Developed countries generated conditions which created
the phenomenon of European Renaissance. Development of
science, technology, industry and commerce gave them a
head start over the developing countries. This enabled
them to acquire strong political and economic control
over the other group. This gap has been widening all
through the centuries. Developing countries are made to
lose their autonomy in decision-making on issues that
vitally concern them. They are left behind to follow the
mirage of catching up with the developed
ones.
The Western
Medical System
Western medicine has developed under such a
setting. It registered spectacular breakthroughs,
particularly during the past century and a quarter. From
a scientific angle, it has reached dizzy heights. The
great German medical thinker in the mid-nineteenth
century, Rudolf Virchow, had observed that medicine
is a social science; it is greatly influenced by social
forces. Three major social forces which have
influenced medicine will be very briefly referred to in
the following paragraphs. The issue of access of medical
and public health services to the people had come up
since the time of Bismark, when he developed
socialized medicine in Germany. People in the
present developed countries had to struggle hard to
obtain universal access at least to fundamental health
services/insurance.
Today, in
most of the developed countries the state accounts for
above eighty per cent of the total cost of
health/insurance services. Even in the US, it is over
fifty per cent. In a startling contrast, in a massive
developing country like India, the percentage is less
than twenty five.
To further compound the situation, now, under the
Structural Adjustment Programme (SAP) pressure is being
exerted on the country to further downsize
state intervention in the field of health. There has been
considerable unease over the way Western medicine is
being practiced even in the developing countries. Ivan
Illich is among those who made a comprehensive,
well-documented critique on this vital area. He starts
his famous book, MEDICAL NEMESIS, by
asserting that medicine has become a threat to the
health of the people. He substantiates his
arguments by drawing attention to various kinds of
iatrogenic diseases - diseases caused by practitioners of
medicine. Medicalisation of lives of people,
mystification of medicine, professionalisation and
centralization, dependence creation and actively
promoting addiction to medicine, are some of the terms he
has employed for making a devastating denunciation of the
practice of Western medicine.
This was the structure and content of Western medicine
which the developing countries encountered when it was
inducted into these countries by some of the developed
countries in the wake of colonial/imperialist conquest.

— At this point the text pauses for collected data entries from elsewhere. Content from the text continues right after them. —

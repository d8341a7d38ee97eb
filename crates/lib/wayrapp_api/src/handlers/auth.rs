//! Authentication request handlers.

use axum::Json;
use axum::extract::State;

use crate::AppState;
use crate::error::AppResult;
use crate::extract::{CurrentPrincipal, MaybePrincipal};
use crate::models::{
    LogoutRequest, LogoutResponse, PrincipalResponse, PurgeResponse, RefreshRequest,
    SessionResponse, TokenResponse,
};
use crate::services::auth;

/// `POST /api/v1/auth/refresh`: exchange a refresh token for a new token pair.
pub async fn refresh_handler(
    State(state): State<AppState>,
    Json(body): Json<RefreshRequest>,
) -> AppResult<Json<TokenResponse>> {
    let resp = auth::refresh(&state, &body.refresh_token).await?;
    Ok(Json(resp))
}

/// `POST /api/v1/auth/logout`: revoke the refresh token, if one is given.
pub async fn logout_handler(
    State(state): State<AppState>,
    Json(body): Json<LogoutRequest>,
) -> AppResult<Json<LogoutResponse>> {
    let resp = auth::logout(&state, body.refresh_token.as_deref()).await?;
    Ok(Json(resp))
}

/// `GET /api/v1/auth/session`: who is calling, if anyone.
pub async fn session_handler(MaybePrincipal(principal): MaybePrincipal) -> Json<SessionResponse> {
    Json(SessionResponse {
        authenticated: principal.is_some(),
        user: principal.as_ref().map(PrincipalResponse::from),
    })
}

/// `GET /api/v1/auth/me`: the authenticated principal.
pub async fn me_handler(CurrentPrincipal(principal): CurrentPrincipal) -> Json<PrincipalResponse> {
    Json(PrincipalResponse::from(&principal))
}

/// `POST /api/v1/auth/revoked/purge`: drop expired revocation entries.
pub async fn purge_revoked_handler(
    State(state): State<AppState>,
) -> AppResult<Json<PurgeResponse>> {
    Ok(Json(auth::purge_revoked(&state).await?))
}
//! Database migration support.
//!
//! Embeds and runs SQL migrations from `wayrapp_core/migrations/`. Only the
//! revoked-token table lives here; content tables belong to the main API.

use sqlx::PgPool;

/// Run all embedded database migrations against the given pool.
pub async fn migrate(pool: &PgPool) -> Result<(), sqlx::migrate::MigrateError> {
    sqlx::migrate!("./migrations").run(pool).await
}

This encounter has to be considered here both in terms of
time and space, against the overall social, economic and
political dynamics. When Western medicine was imposed on
the different developing countries, the people there had
their own, indigenously developed mechanisms for coping
with their health problems. The motive behind the
induction of Western medicine in these countries was to
provide protection to the ruling class. It was also made
accessible to the military, the colonial administrators
and the traders, besides to the wafer-thin uppermost
level of the native gentry, which collaborated with the
exploiters. Thus, right from the initial phase, Western
medicine was used to strengthen the exploiting classes.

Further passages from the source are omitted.